What Is Agile Marketing?
Agile marketing is an organizational approach that focuses on teamwork and flexibility, with the goal of increasing marketing efficiency. When implemented successfully, this approach yields high-quality, quick-to-market campaigns.
The speed and collaboration of Agile marketing can benefit your most valuable projects, such as those that bring campaigns to market. Once you complete a project, measure its successes and failures and apply what you’ve learned toward future projects.
The key elements of Agile marketing include adaptation, frequent iteration (especially over the course of major campaigns), and incorporating consumer feedback.
What Is Agile Digital Marketing?
Companies may also consider adopting Agile digital marketing, or Agile online marketing, which follows the same approach as Agile marketing but with an emphasis on digital communication.
Agile digital marketing focuses on connecting with customers who are using the internet, whether via email, social media, text, or chat platforms. Agile digital marketing agencies apply the Agile methodology to their everyday digital marketing efforts.
What Is Agile Project Management Marketing?
Agile project management marketing is an iterative and flexible approach to project management in marketing. Agile breaks down a large project into smaller pieces or iterations, which helps to promote project evolution through group effort and incremental completion.
How Does Agile Marketing Work?
Scrum, Kanban, and Scrumban are frameworks that guide Agile development, and therefore, that apply to Agile marketing. These methods help your team collaborate, track progress, and remain flexible.
Scrumban is a hybrid of Scrum and Kanban, and focuses on teaching flexibility in order to maintain a steady and predictable workflow without becoming mundane.

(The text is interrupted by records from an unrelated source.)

/* This Source Code Form is subject to the terms of the Mozilla Public
 * License, v. 2.0. If a copy of the MPL was not distributed with this
 * file, You can obtain one at http://mozilla.org/MPL/2.0/. */

//! # webidl2ts: TypeScript declarations from WebIDL
//!
//! This crate reads interface definitions written in WebIDL and produces a TypeScript
//! declaration (`.d.ts`) file describing the same API. Two non-standard dialects are
//! supported as well:
//!
//! * the IDL accepted by Emscripten's WebIDL binder, used to expose C++ libraries to
//!   JavaScript. In this mode attributes become `get_`/`set_` accessor methods, and the
//!   declarations are wrapped in the module object Emscripten generates.
//! * Gecko's XPIDL, which describes XPCOM components.
//!
//! The pipeline has four stages, each in its own module:
//!
//! 1. [`fixes`] rewrites dialect-specific syntax into plain WebIDL.
//! 2. [`interface`] parses the WebIDL and lowers it into the syntax tree from
//!    [`webidl2ts_meta`].
//! 3. [`translate`] turns that syntax tree into TypeScript declarations.
//! 4. [`bindings`] prints the declarations.
//!
//! ## Usage
//!
//! ```text
//! webidl2ts generate ./box2d.idl --emscripten --module Box2D
//! ```
//!
//! writes `./box2d.d.ts` next to the input. Options can also be put in a
//! `webidl2ts.toml` file next to the input:
//!
//! ```toml
//! emscripten = true
//! module = "Box2D"
//! default_export = true
//! ```
//!
//! Flags given on the command line take precedence over the file.

#![warn(rust_2018_idioms)]

use anyhow::{Context, Result};
use camino::{Utf8Path, Utf8PathBuf};
use clap::{Args, Parser, Subcommand};
use fs_err as fs;
use serde::{Deserialize, Serialize};
use webidl2ts_meta::Definition;

pub mod bindings;
pub mod fixes;
pub mod interface;
pub mod translate;

pub use translate::{translate, Diagnostic, Translation};

const DEFAULT_MODULE_NAME: &str = "Module";
const CONFIG_FILE_NAME: &str = "webidl2ts.toml";

/// Resolved settings for one run.
#[derive(Debug, Clone, PartialEq, Eq)]
pub struct Options {
    /// Target Emscripten's WebIDL binder: accessor methods and the module wrapper.
    pub emscripten: bool,
    /// Accept Gecko's XPIDL dialect.
    pub gecko: bool,
    /// Name of the Emscripten module object.
    pub module_name: String,
    /// Add `export default <module>;` to the Emscripten wrapper.
    pub default_export: bool,
}

impl Default for Options {
    fn default() -> Self {
        Options {
            emscripten: false,
            gecko: false,
            module_name: DEFAULT_MODULE_NAME.to_owned(),
            default_export: false,
        }
    }
}

/// Settings as they come from the config file or the command line; anything left
/// unset falls through to the next source.
#[derive(Debug, Clone, Default, PartialEq, Eq, Serialize, Deserialize)]
#[serde(deny_unknown_fields)]
pub struct Config {
    #[serde(default)]
    pub emscripten: Option<bool>,
    #[serde(default)]
    pub gecko: Option<bool>,
    #[serde(default)]
    pub module: Option<String>,
    #[serde(default)]
    pub default_export: Option<bool>,
}

impl Config {
    pub fn into_options(self) -> Options {
        let defaults = Options::default();
        Options {
            emscripten: self.emscripten.unwrap_or(defaults.emscripten),
            gecko: self.gecko.unwrap_or(defaults.gecko),
            module_name: self.module.unwrap_or(defaults.module_name),
            default_export: self.default_export.unwrap_or(defaults.default_export),
        }
    }
}

pub trait MergeWith {
    fn merge_with(&self, other: &Self) -> Self;
}

impl MergeWith for Config {
    fn merge_with(&self, other: &Self) -> Self {
        Config {
            emscripten: self.emscripten.merge_with(&other.emscripten),
            gecko: self.gecko.merge_with(&other.gecko),
            module: self.module.merge_with(&other.module),
            default_export: self.default_export.merge_with(&other.default_export),
        }
    }
}

impl<T: Clone> MergeWith for Option<T> {
    fn merge_with(&self, other: &Self) -> Self {
        match (self, other) {
            (Some(_), _) => self.clone(),
            (None, Some(_)) => other.clone(),
            (None, None) => None,
        }
    }
}

// Load the config file, either the one given explicitly or `webidl2ts.toml`
// next to the input. A missing default file just means an empty config, but an
// explicitly named one has to exist.
fn load_config(input: &Utf8Path, config_file_override: Option<&Utf8Path>) -> Result<Config> {
    let config_path = match config_file_override {
        Some(cfg) => cfg.to_owned(),
        None => {
            let path = input
                .parent()
                .map(|dir| dir.join(CONFIG_FILE_NAME))
                .unwrap_or_else(|| Utf8PathBuf::from(CONFIG_FILE_NAME));
            if !path.exists() {
                return Ok(Config::default());
            }
            path
        }
    };

    let contents = fs::read_to_string(&config_path)
        .with_context(|| format!("Failed to read config file from {}", config_path))?;
    let config: Config = toml::de::from_str(&contents)
        .with_context(|| format!("Failed to parse config file {}", config_path))?;
    log::debug!("loaded config from {}", config_path);
    Ok(config)
}

/// Work out the effective options: `cli_config` beats the config file, which beats
/// the defaults.
pub fn get_options(
    input: &Utf8Path,
    config_file_override: Option<&Utf8Path>,
    cli_config: &Config,
) -> Result<Options> {
    let file_config = load_config(input, config_file_override)?;
    Ok(cli_config.merge_with(&file_config).into_options())
}

/// Apply the dialect fix-ups and parse IDL text.
pub fn parse_idl(idl: &str, options: &Options) -> Result<Vec<Definition>> {
    let idl = fixes::preprocess(idl, options);
    interface::parse_webidl(&idl)
}

/// Read a syntax tree previously written out as JSON.
pub fn parse_ast_json(json: &str) -> Result<Vec<Definition>> {
    serde_json::from_str(json).context("Input is not a valid IDL syntax tree")
}

/// Translate IDL text into the text of a declaration file, along with whatever
/// diagnostics were raised on the way.
pub fn idl_to_typescript(idl: &str, options: &Options) -> Result<(String, Vec<Diagnostic>)> {
    let definitions = parse_idl(idl, options)?;
    let translation = translate(&definitions, options);
    let text = bindings::render_bindings(&translation.declarations, options)?;
    Ok((text, translation.diagnostics))
}

fn read_definitions(
    input: &Utf8Path,
    options: &Options,
    from_ast: bool,
) -> Result<Vec<Definition>> {
    let contents = fs::read_to_string(input)?;
    if from_ast {
        parse_ast_json(&contents).with_context(|| format!("Failed to load {input}"))
    } else {
        parse_idl(&contents, options).with_context(|| format!("Failed to parse {input}"))
    }
}

/// Generate the declaration file for `input`, returning the path written to.
///
/// Without an explicit `out_file` the output goes next to the input, with the
/// extension replaced by `.d.ts`.
pub fn generate_bindings(
    input: &Utf8Path,
    out_file_override: Option<&Utf8Path>,
    config_file_override: Option<&Utf8Path>,
    cli_config: &Config,
    from_ast: bool,
) -> Result<Utf8PathBuf> {
    let options = get_options(input, config_file_override, cli_config)?;
    let definitions = read_definitions(input, &options, from_ast)?;
    let translation = translate(&definitions, &options);
    for diagnostic in &translation.diagnostics {
        log::warn!("{}", diagnostic);
    }

    let out_file = match out_file_override {
        Some(path) => path.to_owned(),
        None => input.with_extension("d.ts"),
    };
    bindings::write_bindings(&translation.declarations, &options, &out_file)?;
    log::info!(
        "wrote {} declarations to {} ({} diagnostics)",
        translation.declarations.len(),
        out_file,
        translation.diagnostics.len()
    );
    Ok(out_file)
}

/// Parse `input` and render its syntax tree as pretty-printed JSON.
pub fn print_ast(
    input: &Utf8Path,
    config_file_override: Option<&Utf8Path>,
    cli_config: &Config,
) -> Result<String> {
    let options = get_options(input, config_file_override, cli_config)?;
    let definitions = read_definitions(input, &options, false)?;
    Ok(serde_json::to_string_pretty(&definitions)?)
}

// structs to help our cmdline parsing.
#[derive(Parser)]
#[clap(name = "webidl2ts")]
#[clap(version = clap::crate_version!())]
#[clap(about = "Generate TypeScript declarations from WebIDL")]
#[clap(propagate_version = true)]
struct Cli {
    #[clap(subcommand)]
    command: Commands,
}

#[derive(Args)]
struct DialectArgs {
    #[clap(long, short, help = "Target Emscripten's WebIDL binder.")]
    emscripten: bool,

    #[clap(long, short, help = "Accept Gecko's XPIDL dialect.")]
    gecko: bool,

    #[clap(
        long,
        short,
        help = "Path to the optional webidl2ts config file. If not provided, webidl2ts will look for webidl2ts.toml next to the input."
    )]
    config: Option<Utf8PathBuf>,
}

impl DialectArgs {
    // An unset flag means "not given", so the config file still gets a say.
    fn to_config(&self) -> Config {
        Config {
            emscripten: self.emscripten.then(|| true),
            gecko: self.gecko.then(|| true),
            ..Config::default()
        }
    }
}

#[derive(Subcommand)]
enum Commands {
    #[clap(name = "generate", about = "Generate a TypeScript declaration file")]
    Generate {
        #[clap(flatten)]
        dialect: DialectArgs,

        #[clap(
            long,
            short,
            help = "File to write the declarations to. Default is the input path with a .d.ts extension."
        )]
        out_file: Option<Utf8PathBuf>,

        #[clap(long, short, help = "Name of the Emscripten module. Default is Module.")]
        module: Option<String>,

        #[clap(long, short, help = "Default-export the Emscripten module.")]
        default_export: bool,

        #[clap(long, help = "Read the input as a JSON syntax tree, as printed by `ast`.")]
        from_ast: bool,

        #[clap(help = "Path to the IDL file.")]
        input: Utf8PathBuf,
    },

    #[clap(name = "ast", about = "Print the parsed IDL syntax tree as JSON")]
    Ast {
        #[clap(flatten)]
        dialect: DialectArgs,

        #[clap(help = "Path to the IDL file.")]
        input: Utf8PathBuf,
    },
}

pub fn run_main() -> Result<()> {
    let cli = Cli::parse();
    match &cli.command {
        Commands::Generate {
            dialect,
            out_file,
            module,
            default_export,
            from_ast,
            input,
        } => {
            let cli_config = Config {
                module: module.clone(),
                default_export: default_export.then(|| true),
                ..dialect.to_config()
            };
            crate::generate_bindings(
                input,
                out_file.as_deref(),
                dialect.config.as_deref(),
                &cli_config,
                *from_ast,
            )?;
        }
        Commands::Ast { dialect, input } => {
            let json = crate::print_ast(input, dialect.config.as_deref(), &dialect.to_config())?;
            println!("{json}");
        }
    }
    Ok(())
}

A key element of Agile methodology is the sprint, which breaks down a larger project into more manageable pieces. The activities you focus on during each sprint come from a backlog of projects. Each sprint also includes a daily stand-up meeting, which allows your team to share current progress and any impediments to completion.
You can use various progress tracking tools to manage backlogs and sprint progress. A Kanban board is one example of a visual representation of task priority and movement to completion. Kanban boards usually consist of three columns: to-do, in progress, and complete.
The History of Agile Marketing
The concept of Agile began in software development as an alternative to traditional Waterfall development. The value of Agile became notable across business departments, particularly those that benefited from project management.
In 2012, a group of marketing thought leaders held SprintZero to develop the Agile Marketing Manifesto. Since then, Agile marketing momentum has found its way into organizations of all sizes.
What Is the Agile Marketing Manifesto?
The Agile Marketing Manifesto is a detailed list of guiding principles for marketing teams. The manifesto contains seven values and 10 principles that help form the foundation of Agile marketing strategies.
Examples of Agile Marketing
Both large and small companies rely on Agile marketing to take their campaigns to market. Read our article on Agile marketing examples to find success stories from real companies.
How to Implement Agile Marketing
Making the transition to Agile marketing can be a major undertaking. The process includes six necessary steps that begin with shifting your team’s mindset from traditional marketing to Agile, gaining leadership buy-in, and equipping the team with processes and the appropriate tools. Additionally, ensure that you have a plan, roles and the right people on board to guide the process.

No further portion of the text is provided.